A 1613 pocket-sized edition of Francis Bacon’s philosophical Essays is bound in vellum. Ralph Brooke’s catalogue of English royalty is strikingly hand-coloured in vibrant red, blue, white, and yellow. Robert Glover’s Nobilitas Politica Vel Ciuilis is one of William Jaggard’s most ambitious printings and illustrates a majestic engraving of Queen Elizabeth I in parliament.

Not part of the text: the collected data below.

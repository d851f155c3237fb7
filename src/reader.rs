//! Streaming reader for the Propublica CSV export.
//!
//! Rows are decoded one at a time into [`AdRecord`]s so memory stays bounded
//! regardless of export size. Field length is unlimited; the export carries
//! very large `html` and `targeting` cells.

use std::collections::HashMap;
use std::fs::File;
use std::io::Read;
use std::path::Path;

use csv::StringRecord;

use crate::error::{SplitError, SplitResult};
use crate::record::{
    AdRecord, RawMetadata, ENTITIES_COLUMN, ID_COLUMN, MESSAGE_COLUMN, TARGETS_COLUMN,
};

/// Header name → column position, resolved once from the header row.
#[derive(Debug, Clone)]
pub struct ColumnIndex {
    positions: HashMap<String, usize>,
}

impl ColumnIndex {
    /// Index the header row. `id` and `message` are required.
    pub fn from_headers(headers: &StringRecord) -> SplitResult<Self> {
        let mut positions = HashMap::new();
        for (pos, name) in headers.iter().enumerate() {
            let name = name.trim_start_matches('\u{feff}').trim();
            // First occurrence wins on duplicate headers.
            positions.entry(name.to_string()).or_insert(pos);
        }

        for required in [ID_COLUMN, MESSAGE_COLUMN] {
            if !positions.contains_key(required) {
                return Err(SplitError::MissingColumn(required.to_string()));
            }
        }

        Ok(Self { positions })
    }

    pub fn contains(&self, column: &str) -> bool {
        self.positions.contains_key(column)
    }

    /// Cell value for a named column; `None` if the column or cell is absent.
    pub fn cell<'r>(&self, record: &'r StringRecord, column: &str) -> Option<&'r str> {
        self.positions.get(column).and_then(|&pos| record.get(pos))
    }

    /// Build the fixed-field view of one row. `None` when the id is blank.
    pub fn ad_record(&self, record: &StringRecord) -> Option<AdRecord> {
        let id = self.cell(record, ID_COLUMN)?;
        if id.trim().is_empty() {
            return None;
        }
        let text = |column: &str| self.cell(record, column).unwrap_or_default().to_string();

        Some(AdRecord {
            id: id.to_string(),
            message: text(MESSAGE_COLUMN),
            entities: text(ENTITIES_COLUMN),
            targets: text(TARGETS_COLUMN),
            metadata: RawMetadata::from_lookup(|column| {
                self.cell(record, column).map(|v| v.to_string())
            }),
        })
    }
}

/// Result of reading one data row.
#[derive(Debug, Clone, PartialEq)]
pub enum RowOutcome {
    Ad(AdRecord),
    /// Row could not be used; `row` is the 1-based data row number.
    Skipped { row: u64, reason: String },
}

/// Iterator over the data rows of an export.
pub struct AdReader<R> {
    reader: csv::Reader<R>,
    columns: ColumnIndex,
    record: StringRecord,
    row: u64,
}

impl AdReader<File> {
    /// Open an export on disk. A missing file is reported distinctly from
    /// other open failures.
    pub fn open(path: &Path) -> SplitResult<Self> {
        if !path.exists() {
            return Err(SplitError::MissingInput(path.to_path_buf()));
        }
        let file = File::open(path).map_err(|e| SplitError::io(path, e))?;
        Self::from_reader(file)
    }
}

impl<R: Read> AdReader<R> {
    pub fn from_reader(input: R) -> SplitResult<Self> {
        let mut reader = csv::ReaderBuilder::new()
            .flexible(true)
            .has_headers(true)
            .from_reader(input);

        let headers = reader.headers()?.clone();
        let columns = ColumnIndex::from_headers(&headers)?;
        if !columns.contains(ENTITIES_COLUMN) {
            tracing::warn!("Export has no '{}' column; no entity rows will be written", ENTITIES_COLUMN);
        }
        if !columns.contains(TARGETS_COLUMN) {
            tracing::warn!("Export has no '{}' column; every ad gets the sentinel target", TARGETS_COLUMN);
        }

        Ok(Self {
            reader,
            columns,
            record: StringRecord::new(),
            row: 0,
        })
    }
}

impl<R: Read> Iterator for AdReader<R> {
    type Item = SplitResult<RowOutcome>;

    /// I/O failures end the scan with an error; undecodable rows and rows
    /// without an id are reported as skipped and the scan continues.
    fn next(&mut self) -> Option<Self::Item> {
        match self.reader.read_record(&mut self.record) {
            Ok(false) => None,
            Ok(true) => {
                self.row += 1;
                let outcome = match self.columns.ad_record(&self.record) {
                    Some(ad) => RowOutcome::Ad(ad),
                    None => RowOutcome::Skipped {
                        row: self.row,
                        reason: "missing id".to_string(),
                    },
                };
                Some(Ok(outcome))
            }
            Err(e) if e.is_io_error() => Some(Err(SplitError::Csv(e))),
            Err(e) => {
                self.row += 1;
                Some(Ok(RowOutcome::Skipped {
                    row: self.row,
                    reason: e.to_string(),
                }))
            }
        }
    }
}
//! Hidden, removed and doc-only state.
//!
//! Each flag is the item's own marking OR the effective flag of its parent
//! item (see [`Codebase::parent`]). Values are cached in the item's
//! [`ApiVariantSelectors`](super::ApiVariantSelectors) on first read; forcing
//! can later turn a flag on, never off.

use tracing::trace;

use super::codebase::Codebase;
use super::ids::ItemId;

impl Codebase {
    /// Hidden by its own doc comment (`@hide`, `@pending`) or by one of the
    /// configured hide annotations, ignoring containers.
    pub fn is_originally_hidden(&self, id: ItemId) -> bool {
        let data = self.item_data(id);
        data.selectors.originally_hidden(|| {
            data.documentation.is_hidden()
                || data
                    .modifiers
                    .annotations
                    .iter()
                    .any(|a| self.config().is_hide_annotation(&a.qualified_name))
        })
    }

    pub fn is_hidden(&self, id: ItemId) -> bool {
        self.item_data(id).selectors.hidden(|| {
            self.is_originally_hidden(id) || self.parent(id).is_some_and(|parent| self.is_hidden(parent))
        })
    }

    pub fn is_removed(&self, id: ItemId) -> bool {
        let data = self.item_data(id);
        data.selectors.removed(|| {
            data.documentation.is_removed() || self.parent(id).is_some_and(|parent| self.is_removed(parent))
        })
    }

    pub fn is_doc_only(&self, id: ItemId) -> bool {
        let data = self.item_data(id);
        data.selectors.doc_only(|| {
            data.documentation.is_doc_only() || self.parent(id).is_some_and(|parent| self.is_doc_only(parent))
        })
    }

    /// Force `id` and everything it contains hidden.
    pub fn hide(&self, id: ItemId) {
        trace!(item = ?id, "forcing hidden");
        self.for_each_descendant(id, &mut |codebase, item| codebase.item_data(item).selectors.force_hidden());
    }

    /// Force `id` and everything it contains removed.
    pub fn remove(&self, id: ItemId) {
        trace!(item = ?id, "forcing removed");
        self.for_each_descendant(id, &mut |codebase, item| codebase.item_data(item).selectors.force_removed());
    }

    fn for_each_descendant(&self, id: ItemId, action: &mut dyn FnMut(&Codebase, ItemId)) {
        action(self, id);
        for child in self.children(id) {
            self.for_each_descendant(child, action);
        }
    }
}

#[cfg(test)]
mod tests {
    use crate::config::CodebaseConfig;
    use crate::model::{
        AnnotationItem, ClassContainer, ClassKind, ClassOrigin, Codebase, ItemDetails, ItemId, ModifierList,
        PrimitiveKind, TypeItem,
    };

    #[test]
    fn test_hidden_propagates_from_class() {
        let mut codebase = Codebase::new(CodebaseConfig::default());
        let mut factory = codebase.factory();
        let pkg = factory.find_or_create_package("p", None).unwrap();
        let class = factory
            .create_class_item(
                ClassContainer::Package(pkg),
                "C",
                ClassKind::Class,
                ClassOrigin::CommandLine,
                ItemDetails::public().with_documentation("/** @hide */"),
            )
            .unwrap();
        let method = factory.create_method_item(class, "m", TypeItem::primitive(PrimitiveKind::Void), ItemDetails::public());

        assert!(codebase.is_originally_hidden(ItemId::Class(class)));
        assert!(!codebase.is_originally_hidden(ItemId::Callable(method)));
        assert!(codebase.is_hidden(ItemId::Callable(method)));
        assert!(!codebase.is_hidden(ItemId::Package(pkg)));
    }

    #[test]
    fn test_hide_annotation_from_config() {
        let config = CodebaseConfig::default().with_hide_annotation("p.Internal");
        let mut codebase = Codebase::new(config);
        let mut factory = codebase.factory();
        let pkg = factory.find_or_create_package("p", None).unwrap();
        let modifiers = ModifierList::public().with_annotation(AnnotationItem::new("p.Internal"));
        let class = factory
            .create_class_item(
                ClassContainer::Package(pkg),
                "C",
                ClassKind::Class,
                ClassOrigin::CommandLine,
                ItemDetails::new(Default::default(), modifiers),
            )
            .unwrap();
        assert!(codebase.is_hidden(ItemId::Class(class)));
    }

    #[test]
    fn test_remove_forces_descendants_after_read() {
        let mut codebase = Codebase::new(CodebaseConfig::default());
        let mut factory = codebase.factory();
        let pkg = factory.find_or_create_package("p", None).unwrap();
        let class = factory
            .create_class_item(ClassContainer::Package(pkg), "C", ClassKind::Class, ClassOrigin::CommandLine, ItemDetails::public())
            .unwrap();
        let field = factory.create_field_item(class, "F", TypeItem::string(), false, None, ItemDetails::public());

        assert!(!codebase.is_removed(ItemId::Field(field)));
        codebase.remove(ItemId::Class(class));
        assert!(codebase.is_removed(ItemId::Class(class)));
        assert!(codebase.is_removed(ItemId::Field(field)));
    }
}
//! Type parameters of classes and callables.

use smol_str::SmolStr;

use crate::error::{ModelError, Result};

use super::ids::{ItemId, TypeParameterId};
use super::item::ItemData;
use super::types::TypeItem;

/// Bounds are filled in after every parameter of a list exists, because
/// bounds may mention sibling parameters (`<T extends Comparable<T>>`).
#[derive(Clone, Debug, Default, PartialEq)]
pub enum TypeParameterBounds {
    #[default]
    Pending,
    Resolved(Vec<TypeItem>),
}

#[derive(Debug)]
pub struct TypeParameterItem {
    pub(crate) data: ItemData,
    pub(crate) name: SmolStr,
    pub(crate) owner: ItemId,
    pub(crate) is_reified: bool,
    pub(crate) bounds: TypeParameterBounds,
}

impl TypeParameterItem {
    pub(crate) fn new(data: ItemData, name: SmolStr, owner: ItemId, is_reified: bool) -> Self {
        Self {
            data,
            name,
            owner,
            is_reified,
            bounds: TypeParameterBounds::Pending,
        }
    }

    pub fn data(&self) -> &ItemData {
        &self.data
    }

    pub fn name(&self) -> &str {
        &self.name
    }

    /// The class or callable declaring this parameter.
    pub fn owner(&self) -> ItemId {
        self.owner
    }

    /// Kotlin `reified`.
    pub fn is_reified(&self) -> bool {
        self.is_reified
    }

    pub fn resolved_bounds(&self) -> Option<&[TypeItem]> {
        match &self.bounds {
            TypeParameterBounds::Resolved(bounds) => Some(bounds),
            TypeParameterBounds::Pending => None,
        }
    }

    pub fn bounds(&self) -> Result<&[TypeItem]> {
        self.resolved_bounds().ok_or_else(|| ModelError::UnresolvedBounds {
            name: self.name.to_string(),
        })
    }

    pub(crate) fn set_bounds(&mut self, bounds: Vec<TypeItem>) -> Result<()> {
        if let TypeParameterBounds::Resolved(_) = self.bounds {
            return Err(ModelError::BoundsAlreadyResolved {
                name: self.name.to_string(),
            });
        }
        self.bounds = TypeParameterBounds::Resolved(bounds);
        Ok(())
    }

    /// A type use of this parameter.
    pub fn as_type(&self, id: TypeParameterId) -> TypeItem {
        TypeItem::Variable {
            name: self.name.clone(),
            parameter: id,
        }
    }
}
impl<'a> ItemFactory<'a> {
    pub fn new(codebase: &'a mut Codebase) -> Self {
        let language = codebase.config().default_language;
        Self {
            codebase,
            language,
            selectors: ApiVariantSelectors::new,
        }
    }

    /// Language stamped on items created from now on.
    pub fn with_language(mut self, language: Language) -> Self {
        self.language = language;
        self
    }

    /// Selector policy for items created from now on.
    pub fn with_selectors(mut self, selectors: fn() -> ApiVariantSelectors) -> Self {
        self.selectors = selectors;
        self
    }

    pub fn codebase(&self) -> &Codebase {
        self.codebase
    }

    pub fn codebase_mut(&mut self) -> &mut Codebase {
        self.codebase
    }

    fn data(&self, details: ItemDetails) -> ItemData {
        ItemData::new(
            details.location,
            details.modifiers,
            details.documentation,
            self.language,
            (self.selectors)(),
        )
    }

    // ========================================================================
    // PACKAGES
    // ========================================================================

    /// Fetch the package called `name`, creating it and every missing
    /// container on the way.
    ///
    /// Containers created only to complete the chain are undeclared and not
    /// emitted. A `declaration` (from a package-info file or package docs)
    /// supplies modifiers and docs: the first one is adopted, later ones must
    /// be equivalent to it.
    pub fn find_or_create_package(
        &mut self,
        name: &str,
        declaration: Option<ItemDetails>,
    ) -> Result<PackageId> {
        if let Some(id) = self.codebase.find_package(name) {
            if let Some(declaration) = declaration {
                self.declare_package(id, declaration)?;
            }
            return Ok(id);
        }

        let parent = match containing_package_name(name) {
            Some(parent) => Some(self.find_or_create_package(parent, None)?),
            None => None,
        };

        let declared = declaration.is_some();
        let details = declaration.unwrap_or_else(ItemDetails::public);
        require_public(name, &details.modifiers)?;

        let data = self.data(details);
        let id = self
            .codebase
            .alloc_package(PackageItem::new(data, SmolStr::from(name), false, declared));
        let _ = self.codebase.packages[id.index()].containing_package.set(parent);
        debug!(package = name, declared, "created package");
        Ok(id)
    }

    fn declare_package(&mut self, id: PackageId, declaration: ItemDetails) -> Result<()> {
        let package = &mut self.codebase.packages[id.index()];
        if package.declared {
            if !package.data.modifiers.equivalent_to(&declaration.modifiers) {
                return Err(ModelError::ConflictingPackageModifiers {
                    name: package.qualified_name.to_string(),
                    existing: package.data.modifiers.to_string(),
                    declared: declaration.modifiers.to_string(),
                });
            }
            if package.data.documentation.is_empty() {
                package.data.documentation = declaration.documentation;
            }
            return Ok(());
        }

        require_public(&package.qualified_name, &declaration.modifiers)?;
        trace!(package = %package.qualified_name, "adopted package declaration");
        package.data.location = declaration.location;
        package.data.modifiers = declaration.modifiers;
        package.data.documentation = declaration.documentation;
        package.declared = true;
        Ok(())
    }

    // ========================================================================
    // CLASSES
    // ========================================================================

    /// Create a class inside a package or another class and register it.
    ///
    /// Fails without changing the codebase when the qualified name is
    /// already taken.
    pub fn create_class_item(
        &mut self,
        container: ClassContainer,
        simple_name: &str,
        kind: ClassKind,
        origin: ClassOrigin,
        details: ItemDetails,
    ) -> Result<ClassId> {
        let (package, full_name) = match container {
            ClassContainer::Package(package) => (package, SmolStr::from(simple_name)),
            ClassContainer::Class(outer) => {
                let outer = self.codebase.class(outer);
                (outer.package(), SmolStr::from(format!("{}.{simple_name}", outer.full_name())))
            }
        };
        let package_name = self.codebase.package(package).qualified_name();
        let qualified_name = if package_name.is_empty() {
            full_name.clone()
        } else {
            SmolStr::from(format!("{package_name}.{full_name}"))
        };

        let data = self.data(details);
        let item = ClassItem::new(
            data,
            qualified_name,
            SmolStr::from(simple_name),
            full_name,
            kind,
            origin,
            container,
            package,
        );
        let id = self.codebase.alloc_class(item);
        if let Err(err) = self.codebase.register_class(id) {
            self.codebase.classes.pop();
            return Err(err);
        }

        match container {
            ClassContainer::Package(package) => {
                self.codebase.packages[package.index()].top_level_classes.push(id)
            }
            ClassContainer::Class(outer) => self.codebase.class_mut(outer).nested_classes.push(id),
        }
        if origin.is_emittable() {
            let package = &mut self.codebase.packages[package.index()];
            if !package.emit {
                trace!(package = %package.qualified_name, "package emitted");
                package.emit = true;
            }
        }

        debug!(class = %self.codebase.class(id).qualified_name(), ?kind, ?origin, "created class");
        Ok(id)
    }

    // ========================================================================
    // TYPE PARAMETERS
    // ========================================================================

    /// Create a type parameter of a class or callable with pending bounds.
    pub fn create_type_parameter_item(
        &mut self,
        owner: ItemId,
        name: &str,
        is_reified: bool,
        details: ItemDetails,
    ) -> TypeParameterId {
        let data = self.data(details);
        let id = self
            .codebase
            .alloc_type_parameter(TypeParameterItem::new(data, SmolStr::from(name), owner, is_reified));
        match owner {
            ItemId::Class(class) => self.codebase.class_mut(class).type_parameters.push(id),
            ItemId::Callable(callable) => self.codebase.callable_mut(callable).type_parameters.push(id),
            other => warn!(?other, name, "type parameter owner cannot declare type parameters"),
        }
        id
    }

    /// Second construction phase of a type parameter.
    pub fn set_type_parameter_bounds(&mut self, id: TypeParameterId, bounds: Vec<TypeItem>) -> Result<()> {
        self.codebase.type_parameters[id.index()].set_bounds(bounds)
    }

    // ========================================================================
    // MEMBERS
    // ========================================================================

    /// Create a constructor and append it to `class`. Its return type is the
    /// class type, so class type parameters should exist first.
    pub fn create_constructor_item(
        &mut self,
        class: ClassId,
        details: ItemDetails,
        is_implicit: bool,
    ) -> CallableId {
        let name = SmolStr::from(self.codebase.class(class).simple_name());
        let return_type = self.codebase.class_type(class);
        let data = self.data(details);
        let id = self.codebase.alloc_callable(CallableItem::new(
            data,
            name,
            CallableKind::Constructor { is_implicit },
            class,
            return_type,
        ));
        self.codebase.class_mut(class).constructors.push(id);
        id
    }

    /// Create a method and append it to `class`.
    pub fn create_method_item(
        &mut self,
        class: ClassId,
        name: &str,
        return_type: TypeItem,
        details: ItemDetails,
    ) -> CallableId {
        let data = self.data(details);
        let id = self.codebase.alloc_callable(CallableItem::new(
            data,
            SmolStr::from(name),
            CallableKind::Method,
            class,
            return_type,
        ));
        self.codebase.class_mut(class).methods.push(id);
        id
    }

    /// Append a parameter to an existing callable; its index is the number
    /// of parameters created before it.
    pub fn create_parameter_item(
        &mut self,
        callable: CallableId,
        name: Option<&str>,
        ty: TypeItem,
        default_value: Rc<dyn DefaultValue>,
        details: ItemDetails,
    ) -> ParameterId {
        let index = self.codebase.callable(callable).parameters().len();
        let data = self.data(details);
        let id = self.codebase.alloc_parameter(ParameterItem::new(
            data,
            name.map(SmolStr::from),
            index,
            callable,
            ty,
            default_value,
        ));
        self.codebase.callable_mut(callable).parameters.push(id);
        id
    }

    /// Create a field or enum constant and append it to `class`.
    pub fn create_field_item(
        &mut self,
        class: ClassId,
        name: &str,
        ty: TypeItem,
        is_enum_constant: bool,
        value: Option<Rc<dyn FieldValue>>,
        details: ItemDetails,
    ) -> FieldId {
        let data = self.data(details);
        let id = self.codebase.alloc_field(FieldItem::new(
            data,
            SmolStr::from(name),
            class,
            ty,
            is_enum_constant,
            value,
        ));
        self.codebase.class_mut(class).fields.push(id);
        id
    }

    /// Create a property and append it to `class`.
    pub fn create_property_item(
        &mut self,
        class: ClassId,
        name: &str,
        ty: TypeItem,
        accessors: PropertyAccessors,
        details: ItemDetails,
    ) -> PropertyId {
        let data = self.data(details);
        let id = self.codebase.alloc_property(PropertyItem::new(
            data,
            SmolStr::from(name),
            class,
            ty,
            accessors,
        ));
        self.codebase.class_mut(class).properties.push(id);
        id
    }
}
//! Fields and enum constants.

use std::rc::Rc;

use smol_str::SmolStr;

use crate::value::FieldValue;

use super::ids::ClassId;
use super::item::ItemData;
use super::types::TypeItem;

#[derive(Debug)]
pub struct FieldItem {
    pub(crate) data: ItemData,
    pub(crate) name: SmolStr,
    pub(crate) containing_class: ClassId,
    pub(crate) ty: TypeItem,
    pub(crate) is_enum_constant: bool,
    pub(crate) value: Option<Rc<dyn FieldValue>>,
    pub(crate) inherited_from: Option<ClassId>,
}

impl FieldItem {
    pub(crate) fn new(
        data: ItemData,
        name: SmolStr,
        containing_class: ClassId,
        ty: TypeItem,
        is_enum_constant: bool,
        value: Option<Rc<dyn FieldValue>>,
    ) -> Self {
        Self {
            data,
            name,
            containing_class,
            ty,
            is_enum_constant,
            value,
            inherited_from: None,
        }
    }

    pub fn data(&self) -> &ItemData {
        &self.data
    }

    pub fn name(&self) -> &str {
        &self.name
    }

    pub fn containing_class(&self) -> ClassId {
        self.containing_class
    }

    pub fn ty(&self) -> &TypeItem {
        &self.ty
    }

    pub fn set_type(&mut self, ty: TypeItem) {
        self.ty = ty;
    }

    pub fn is_enum_constant(&self) -> bool {
        self.is_enum_constant
    }

    pub fn value(&self) -> Option<&Rc<dyn FieldValue>> {
        self.value.as_ref()
    }

    pub fn inherited_from(&self) -> Option<ClassId> {
        self.inherited_from
    }
}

The exhibition also showcases a wide variety of ancient writing. The fourth display case highlights works that Shakespeare read during his writing process. Raphael Holinshed’s The First and Second Volumes of Chronicles shows a landscape similar to the Garden of Eden, which contained the most extensive history of England, Ireland, Scotland, and Wales that was available during the period. Shakespeare also turned to Plutarch’s The Lives of the Noble Grecians and Romanes (1579) for the history of famous figures like Julius Caesar or for the romance of Antony and Cleopatra. Shakespeare alludes to Ovid’s Metamorphoses in several of his plays, including Richard II, Twelfth Night, and A Midsummer Night’s Dream.
The fifth display case highlights linguistic history by showcasing words as a globally influenced form of calligraphy. John Baret’s An Alvearie, or Quadruple Dictionarie contains a multilingual mélange. Henry Cockeram’s English Dictionary is the first monolingual English book, self-described as a dictionary; it was created for the general public rather than the linguistically elite to help with difficult words. Robert Dodsley’s On Biblical Subjects shows exquisite hand illustrations containing a prophetic curse, which the reader enacts by lifting up the paper’s flaps.
The finale of the main floor is case eight, which displays modern twentieth century productions, including works by Toronto locals. Don Taylor’s Illustrations for Macbeth (2012) is an eerie-looking book that features aesthetic bloodstains of ‘Dechard Rinderpest’, a pseudonym of a local actor driven insane by his role as Lady Macbeth. Robert Wu’s cover designs are displayed via several preparatory sketches in the lower Maclean Hunter Room, among other varying treasures.
The exhibit is much more than Shakespeare alone. It moves chronologically through history, and in doing so, exemplifies the British playwright’s tremendous legacy.